TRAHISON, s. f. TRAHIR, v. act. (Morale.) perfidie ; défaut plus ou moins grand de fidélité envers sa patrie, son prince, son ami, celui qui avoit mis sa confiance en nous.

Quand on n’auroit pas assez de vertu pour détester la trahison, quelqu’avantage qu’elle puisse procurer, le seul intérêt des hommes suffiroit pour la rejetter. Dès-lors que des princes l’auroient autorisée par leur exemple, ils méritent qu’elle se tourne contre eux ; & dès-lors personne ne seroit en sûreté. Ceux-là même qui employent la trahison pour le succès de leurs projets, ne peuvent pas aimer les traitres. On sçait la réponse de Philippe roi de Macédoine à deux misérables, qui lui ayant vendu leur patrie, se plaignoient à lui, de ce que ses propres soldats les traitoient de traitres. « Ne prenez pas garde, leur dit il, à ce que disent ces gens grossiers qui appellent chaque chose par son nom ». (D. J.)

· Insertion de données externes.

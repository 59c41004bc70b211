// isoforge/src/commands/check.rs
//
// USE CASE: Validate the project before any source is touched.

use std::path::PathBuf;

use isoforge_core::infrastructure::config::{load_project_config, load_reference_tables};

pub fn execute(project_dir: PathBuf) -> anyhow::Result<()> {
    println!("⚙️  Checking configuration...");

    let config = match load_project_config(&project_dir) {
        Ok(config) => config,
        Err(e) => {
            eprintln!("❌ Invalid project:\n{:?}", miette::Report::new(e));
            std::process::exit(1);
        }
    };
    println!("   Project: {} (v{})", config.name, config.version);

    let tables = match load_reference_tables(&project_dir, &config) {
        Ok(tables) => tables,
        Err(e) => {
            eprintln!("❌ Invalid reference tables:\n{:?}", miette::Report::new(e));
            std::process::exit(1);
        }
    };

    println!(
        "   Sources: primary '{}', secondary '{}', {} market(s)",
        config.sources.primary.name,
        config.sources.secondary.name,
        config.sources.markets.len()
    );
    println!(
        "   Tables: {} renames, {} type aliases, {} continent overrides, {} country currencies",
        tables.renames.len(),
        tables.type_aliases.len(),
        tables.continent_overrides.len(),
        tables.country_currencies.len()
    );
    println!("✨ Configuration is valid.");
    Ok(())
}
pub mod renderer;

pub use renderer::TemplateEngine;
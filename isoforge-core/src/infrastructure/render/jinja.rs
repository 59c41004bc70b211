// isoforge-core/src/infrastructure/render/jinja.rs

// Turns one line template (`{{ token }}("{{ name }}", ...)`) plus a record
// context into the text of one enum constant. The filters below are the
// identifier transforms, so custom templates can reuse them.

use crate::domain::identifier::{canonical_enum_token, escape_display_name, title_case};
use crate::infrastructure::error::InfrastructureError;
use minijinja::Environment;

pub struct JinjaRenderer<'a> {
    env: Environment<'a>,
}

impl<'a> JinjaRenderer<'a> {
    pub fn new() -> Self {
        let mut env = Environment::new();

        // {{ "FR-75" | token }} -> FR_75
        env.add_filter("token", |value: &str| -> String { canonical_enum_token(value) });
        env.add_filter("title", |value: &str| -> String { title_case(value) });
        env.add_filter("escape_name", |value: &str| -> String {
            escape_display_name(value)
        });

        env.add_filter("upper", |value: &str| -> String { value.to_uppercase() });
        env.add_filter("lower", |value: &str| -> String { value.to_lowercase() });

        Self { env }
    }

    pub fn render_line(
        &self,
        template_str: &str,
        context: &serde_json::Value,
    ) -> Result<String, InfrastructureError> {
        self.env
            .render_str(template_str, context)
            .map_err(InfrastructureError::TemplateError)
    }
}

impl<'a> Default for JinjaRenderer<'a> {
    fn default() -> Self {
        Self::new()
    }
}

use crate::application::ports::TemplateEngine;
use crate::error::IsoforgeError;

impl<'a> TemplateEngine for JinjaRenderer<'a> {
    fn render(&self, template: &str, context: &serde_json::Value) -> Result<String, IsoforgeError> {
        self.render_line(template, context)
            .map_err(IsoforgeError::Infrastructure)
    }
}

#[cfg(test)]
#[allow(clippy::unwrap_used)]
mod tests {
    use super::*;
    use anyhow::Result;
    use serde_json::json;

    #[test]
    fn test_render_with_context() -> Result<()> {
        let renderer = JinjaRenderer::new();
        let line = renderer.render_line(
            r#"{{ token }}("{{ name }}", {{ continent or "null" }}),"#,
            &json!({ "token": "FR", "name": "France", "continent": "C_EU" }),
        )?;
        assert_eq!(line, r#"FR("France", C_EU),"#);
        Ok(())
    }

    #[test]
    fn test_missing_value_falls_back() -> Result<()> {
        let renderer = JinjaRenderer::new();
        let line = renderer.render_line(
            r#"{{ continent or "null" }}"#,
            &json!({ "continent": null }),
        )?;
        assert_eq!(line, "null");
        Ok(())
    }

    #[test]
    fn test_identifier_filters() -> Result<()> {
        let renderer = JinjaRenderer::new();
        let line = renderer.render_line(
            r#"{{ code | token }} {{ kind | title }} {{ name | escape_name }}"#,
            &json!({ "code": "US-CA", "kind": "autonomous region", "name": "say \"hi\"" }),
        )?;
        assert_eq!(line, r#"US_CA Autonomous Region say \"hi\""#);
        Ok(())
    }

    #[test]
    fn test_broken_template_is_an_error() {
        let renderer = JinjaRenderer::new();
        let result = TemplateEngine::render(&renderer, "{{ token ", &json!({}));
        assert!(result.is_err());
    }
}
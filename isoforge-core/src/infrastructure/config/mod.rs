// isoforge-core/src/infrastructure/config/mod.rs

pub mod project;
pub mod tables;

pub use crate::domain::project::ProjectConfig;
pub use project::{CONFIG_CANDIDATES, load_project_config};
pub use tables::load_reference_tables;
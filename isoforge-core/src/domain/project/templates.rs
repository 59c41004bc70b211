// isoforge-core/src/domain/project/templates.rs
//
// One line template per entity kind. The defaults produce Java enum constants;
// another target language only needs another set of templates.

use serde::{Deserialize, Serialize};

#[derive(Debug, Deserialize, Serialize, Clone, PartialEq, Eq)]
#[serde(default)]
pub struct EnumTemplates {
    /// Fields: code, token, name, continent, currency
    pub country: String,
    /// Fields: code, token, name, type, type_token, parent, parent_token, country
    pub subdivision: String,
    /// Subdivision fields, plus alias_of and alias_of_token
    #[serde(rename = "subdivision-alias")]
    pub subdivision_alias: String,
    /// Fields: code, name, symbol, deprecated
    pub currency: String,
    /// Fields: token, label, type
    #[serde(rename = "subdivision-type")]
    pub subdivision_type: String,
}

impl Default for EnumTemplates {
    fn default() -> Self {
        Self {
            country: r#"{{ token }}("{{ name }}", {{ continent or "null" }}, {{ currency or "null" }}),"#
                .to_string(),
            subdivision: r#"{{ token }}("{{ name }}", {{ type_token }}, {{ parent_token }}),"#
                .to_string(),
            subdivision_alias:
                r#"{{ token }}("{{ name }}", {{ type_token }}, {{ parent_token }}, {{ alias_of_token }}),"#
                    .to_string(),
            // minijinja prints booleans as True/False
            currency: r#"{{ code }}("{{ name }}", "{{ symbol }}", {{ "true" if deprecated else "false" }}),"#
                .to_string(),
            subdivision_type: r#"{{ token }}("{{ label }}"),"#.to_string(),
        }
    }
}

La trahison commise envers quelque particulier est punie selon les circonstances par des peines pécuniaires, ou même corporelles s’il s’en est ensuivi quelque crime.

Mais la trahison envers le roi & l’état est encore plus grave ; tel est le crime de ceux qui entrent dans quelque association, intelligence, ligue offensive ou défensive, contre la personne, autorité & majesté du roi, soit entr’eux ou avec autres potentats, républiques & communautés étrangeres ou leurs ambassadeurs, soit dedans ou dehors le Royaume directement ou indirectement par eux ou par personnes interposées, verbalement ou par écrit.

On peut voir sur cette matiere les édits de Charles IX. de 1562, 1568, 1570, l’ordonnance de Blois, art. 94. celles de 1580, 1588, & l’édit de Nantes, en 1598.

La peine ordinaire de ce crime est d’être décapité pour les nobles, la potence pour les roturiers, & même quelquefois la roue pour des gens de basse condition.